WHAT YOU ARE ASKED TO DO: Copy every line of the data in which the word "scriptingastemplates" occurs.

Dataset excerpts:

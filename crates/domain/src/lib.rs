//! 作业推导领域逻辑：标签解析、步骤编译、条件求值、作业规划与日历投影

pub mod attributes;
pub mod calendar;
pub mod evaluation;
pub mod planner;
pub mod steps;

pub use attributes::{AttributeResolver, AttributeSet, ResolvedStep};
pub use calendar::{project_calendar, project_into};
pub use evaluation::{
    parameters_for, DelimiterRenderer, Evaluation, EvaluationFacade, Evaluator, EvaluatorRegistry,
    ExpressionEvaluator,
};
pub use planner::{JobPlanner, PlanningPass};
pub use steps::{StepCompiler, StepDescriptor};
//! 作业标签解析
//!
//! 标签语法（大小写不敏感）：
//!
//! ```text
//! job.<scriptengine|scriptingastemplates>
//! job.<job>.<scriptengine|scriptingastemplates|condition|level|scenario|schedule|command>
//! job.<job>.<condition|level|scenario|schedule|command>.<step>
//! ```
//!
//! 同一属性按 全局 < 作业 < 作业步骤 的顺序解析，越具体的键越优先。

use std::collections::{BTreeMap, HashMap};

pub const JOB_PREFIX: &str = "job.";

/// 只包含 `job.` 开头的标签，键已转小写并去除空白
#[derive(Debug, Clone, Default, PartialEq, Eq)]
pub struct AttributeSet {
    values: BTreeMap<String, String>,
}

impl AttributeSet {
    pub fn from_attributes(attributes: &HashMap<String, String>) -> Self {
        let values = attributes
            .iter()
            .filter_map(|(key, value)| {
                let key = key.trim().to_lowercase();
                key.starts_with(JOB_PREFIX).then(|| (key, value.clone()))
            })
            .collect();
        Self { values }
    }

    pub fn get(&self, key: &str) -> Option<&str> {
        self.values.get(key).map(String::as_str)
    }

    pub fn len(&self) -> usize {
        self.values.len()
    }

    pub fn is_empty(&self) -> bool {
        self.values.is_empty()
    }

    /// 发现全部 (作业名, 步骤名)
    ///
    /// `job.<job>.command` 是作业级步骤（步骤名为空），`job.<job>.command.<step>` 是具名步骤。
    pub fn step_keys(&self) -> Vec<(String, String)> {
        self.values
            .keys()
            .filter_map(|key| {
                let parts: Vec<&str> = key.split('.').collect();
                match parts.as_slice() {
                    [_, job, "command"] => Some((job.to_string(), String::new())),
                    [_, job, "command", step] => Some((job.to_string(), step.to_string())),
                    _ => None,
                }
            })
            .collect()
    }
}

/// 一个步骤的原始解析结果，尚未校验
#[derive(Debug, Clone, PartialEq, Eq)]
pub struct ResolvedStep {
    pub job_name: String,
    pub step_name: String,
    pub script_engine: String,
    pub scripting_as_template: bool,
    pub condition: Option<String>,
    /// 生效的场景键和值
    pub scenario: Option<(String, String)>,
    pub schedule: Option<String>,
    pub command: Option<String>,
}

/// 按优先级链解析步骤属性
#[derive(Debug, Clone)]
pub struct AttributeResolver {
    default_script_engine: String,
    default_scripting_as_template: bool,
}

impl AttributeResolver {
    pub fn new(default_script_engine: impl Into<String>, default_scripting_as_template: bool) -> Self {
        Self {
            default_script_engine: default_script_engine.into(),
            default_scripting_as_template,
        }
    }

    pub fn resolve(&self, attributes: &AttributeSet) -> Vec<ResolvedStep> {
        attributes
            .step_keys()
            .into_iter()
            .map(|(job, step)| self.resolve_step(attributes, &job, &step))
            .collect()
    }

    pub fn resolve_step(&self, attributes: &AttributeSet, job: &str, step: &str) -> ResolvedStep {
        let script_engine = resolve_entry(attributes, &["scriptengine"], job, step, false)
            .map(|(_, v)| v.trim().to_string())
            .filter(|v| !v.is_empty())
            .unwrap_or_else(|| self.default_script_engine.clone());

        let scripting_as_template =
            match resolve_entry(attributes, &["scriptingastemplates"], job, step, false) {
                Some((_, value)) => value.trim().eq_ignore_ascii_case("true"),
                None => self.default_scripting_as_template,
            };

        ResolvedStep {
            job_name: job.to_string(),
            step_name: step.to_string(),
            script_engine,
            scripting_as_template,
            condition: resolve_value(attributes, "condition", job, step),
            scenario: resolve_entry(attributes, &["level", "scenario"], job, step, true),
            schedule: resolve_value(attributes, "schedule", job, step),
            command: resolve_value(attributes, "command", job, step),
        }
    }
}

impl Default for AttributeResolver {
    fn default() -> Self {
        Self::new("javascript", false)
    }
}

fn resolve_value(attributes: &AttributeSet, action: &str, job: &str, step: &str) -> Option<String> {
    resolve_entry(attributes, &[action], job, step, true).map(|(_, value)| value)
}

/// 依次查找 全局、作业、作业步骤 三级键，后找到的覆盖先找到的
///
/// 同一级内按 `actions` 的顺序查找，靠后的同义键优先。
fn resolve_entry(
    attributes: &AttributeSet,
    actions: &[&str],
    job: &str,
    step: &str,
    step_tier: bool,
) -> Option<(String, String)> {
    let mut keys = Vec::with_capacity(actions.len() * 3);
    keys.extend(actions.iter().map(|a| format!("{JOB_PREFIX}{a}")));
    keys.extend(actions.iter().map(|a| format!("{JOB_PREFIX}{job}.{a}")));
    if step_tier && !step.is_empty() {
        keys.extend(actions.iter().map(|a| format!("{JOB_PREFIX}{job}.{a}.{step}")));
    }

    let mut result = None;
    for key in keys {
        if let Some(value) = attributes.get(&key) {
            result = Some((key, value.to_string()));
        }
    }
    result
}
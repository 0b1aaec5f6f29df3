//! 配置管理
//!
//! 配置按以下顺序叠加，后者覆盖前者：
//! - 内置默认值
//! - TOML配置文件
//! - 环境变量（前缀 `DOCKER_CRON_`，嵌套字段用 `__` 分隔，例如 `DOCKER_CRON_EXECUTOR__DRY_RUN=true`）

pub mod models;

pub use models::*;
use docker_cron_core::{Container, Scenario};
use docker_cron_domain::JobPlanner;
use docker_cron_testing_utils::ContainerBuilder;

fn fleet(batch_scenario: &str) -> (Container, Vec<Container>) {
    let batch = Container::new(
        ContainerBuilder::new("batch", "docker-cron")
            .with_image("docker-cron:latest")
            .with_job("backup", "0 2 * * *", "backup {name}", Some(batch_scenario))
            .build(),
    );
    let peripherals = (0..10)
        .map(|i| {
            Container::new(
                ContainerBuilder::new(&format!("c{i}"), &format!("app-{i}"))
                    .with_image("nginx")
                    .build(),
            )
        })
        .collect();
    (batch, peripherals)
}

fn plan_fleet(batch: &mut Container, peripherals: &mut [Container]) {
    let planner = JobPlanner::default();
    let batch_info = batch.info.clone();
    let mut pass = planner.pass(Some(&batch_info));
    pass.plan(batch);
    for container in peripherals.iter_mut() {
        pass.plan(container);
    }
}

#[test]
fn test_central_step_stays_on_batch_container() {
    let (mut batch, mut peripherals) = fleet("Central");
    plan_fleet(&mut batch, &mut peripherals);

    let total: usize = batch.valid_job_count()
        + peripherals.iter().map(Container::valid_job_count).sum::<usize>();
    assert_eq!(total, 1);
    assert_eq!(batch.valid_job_count(), 1);
    assert_eq!(
        batch.jobs[0].commands(),
        vec!["backup docker-cron".to_string()]
    );
}

#[test]
fn test_local_step_propagates_to_every_peripheral() {
    let (mut batch, mut peripherals) = fleet("Local");
    plan_fleet(&mut batch, &mut peripherals);

    assert_eq!(batch.valid_job_count(), 0);
    for (i, container) in peripherals.iter().enumerate() {
        assert_eq!(container.valid_job_count(), 1);
        let group = &container.jobs[0].command_groups()[0];
        assert_eq!(group.scenario, Some(Scenario::Local));
        assert!(group.destination.is_one_source());
        assert_eq!(group.commands(), [format!("backup app-{i}")]);
    }
}

#[test]
fn test_peripheral_central_step_uses_batch_execution_container() {
    let planner = JobPlanner::default();
    let batch_info = ContainerBuilder::new("batch", "docker-cron").build();
    let mut batch = Container::new(batch_info.clone());
    let mut db = Container::new(
        ContainerBuilder::new("db1", "db")
            .with_job("dump", "30 1 * * *", "pg_dump -f /backup/{name}.sql", Some("central"))
            .build(),
    );

    let mut pass = planner.pass(Some(&batch_info));
    pass.plan(&mut batch);
    pass.plan(&mut db);

    assert_eq!(batch.valid_job_count(), 0);
    assert_eq!(db.valid_job_count(), 1);
    let group = &db.jobs[0].command_groups()[0];
    assert_eq!(group.name, "dump-1-db");
    assert_eq!(group.destination.execution_container.id, "batch");
    assert_eq!(group.destination.data_source_container.id, "db1");
    assert!(!group.destination.is_one_source());
    assert_eq!(group.commands(), ["pg_dump -f /backup/db.sql".to_string()]);
}

#[test]
fn test_unknown_scenario_only_fails_that_step() {
    let planner = JobPlanner::default();
    let mut db = Container::new(
        ContainerBuilder::new("db1", "db")
            .with_job("broken", "0 1 * * *", "echo broken", Some("Somewhere"))
            .with_job("fine", "0 2 * * *", "echo fine", None)
            .build(),
    );

    planner.plan(&mut db, None);

    assert_eq!(db.valid_job_count(), 1);
    assert_eq!(db.valid_jobs().next().map(|j| j.name.as_str()), Some("fine"));
}

#[test]
fn test_override_chain_prefers_most_specific_key() {
    let planner = JobPlanner::default();
    let mut db = Container::new(
        ContainerBuilder::new("db1", "db")
            .with_label("job.backup.schedule", "0 1 * * *")
            .with_label("job.backup.schedule.full", "0 3 * * 0")
            .with_label("job.backup.command.full", "full {name}")
            .with_label("job.backup.command.incr", "incr {name}")
            .build(),
    );

    planner.plan(&mut db, None);

    let mut schedules: Vec<(String, Vec<String>)> = db
        .valid_jobs()
        .map(|job| (job.schedule.clone(), job.commands()))
        .collect();
    schedules.sort();
    assert_eq!(
        schedules,
        vec![
            ("0 1 * * *".to_string(), vec!["incr db".to_string()]),
            ("0 3 * * 0".to_string(), vec!["full db".to_string()]),
        ]
    );
}

#[test]
fn test_condition_on_container_attribute() {
    let planner = JobPlanner::default();
    let labels = |image: &str| {
        ContainerBuilder::new(image, image)
            .with_image(image)
            .with_job("vacuum", "0 4 * * *", "vacuumdb --all", None)
            .with_label("job.vacuum.condition", "image == \"postgres\"")
            .build()
    };
    let mut pg = Container::new(labels("postgres"));
    let mut my = Container::new(labels("mysql"));

    planner.plan(&mut pg, None);
    planner.plan(&mut my, None);

    assert_eq!(pg.valid_job_count(), 1);
    assert_eq!(my.valid_job_count(), 0);
}
use axum::{
    extract::{Query, State},
    Json,
};
use chrono::{DateTime, Utc};
use docker_cron_core::LogEntry;
use serde::Deserialize;

use super::parse_day;
use crate::error::{ApiError, ApiResult};
use crate::routes::AppState;

#[derive(Debug, Default, Deserialize)]
pub struct LogsQuery {
    pub container: Option<String>,
    /// `yyyy-MM-dd` 或毫秒时间戳，缺省时从头开始
    pub start: Option<String>,
}

fn parse_start(value: Option<&str>) -> ApiResult<DateTime<Utc>> {
    match value {
        None => Ok(DateTime::<Utc>::UNIX_EPOCH),
        Some(value) if value.contains('-') => parse_day("start", value),
        Some(value) => value
            .trim()
            .parse::<i64>()
            .ok()
            .and_then(DateTime::from_timestamp_millis)
            .ok_or_else(|| ApiError::bad_request(format!("start 不是有效的毫秒时间戳: {value}"))),
    }
}

pub async fn container_logs(
    State(state): State<AppState>,
    Query(query): Query<LogsQuery>,
) -> ApiResult<Json<Vec<LogEntry>>> {
    let container = query
        .container
        .as_deref()
        .filter(|c| !c.trim().is_empty())
        .ok_or_else(|| ApiError::bad_request("缺少参数 container"))?;
    let since = parse_start(query.start.as_deref())?;

    let entries = state.fleet.get_logs(container, since, None).await?;
    Ok(Json(entries))
}

#[cfg(test)]
mod tests {
    use super::*;
    use chrono::TimeZone;

    #[test]
    fn test_parse_start() {
        assert_eq!(parse_start(None).unwrap(), DateTime::<Utc>::UNIX_EPOCH);
        assert_eq!(
            parse_start(Some("2024-03-01")).unwrap(),
            Utc.with_ymd_and_hms(2024, 3, 1, 0, 0, 0).unwrap()
        );
        assert_eq!(
            parse_start(Some("1700000000000")).unwrap(),
            Utc.with_ymd_and_hms(2023, 11, 14, 22, 13, 20).unwrap()
        );
        assert!(parse_start(Some("yesterday")).is_err());
        assert!(parse_start(Some("2024-13-01")).is_err());
    }
}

EXERCISE RESULT:
//! job.<scriptengine|scriptingastemplates>
//! job.<job>.<scriptengine|scriptingastemplates|condition|level|scenario|schedule|command>
            match resolve_entry(attributes, &["scriptingastemplates"], job, step, false) {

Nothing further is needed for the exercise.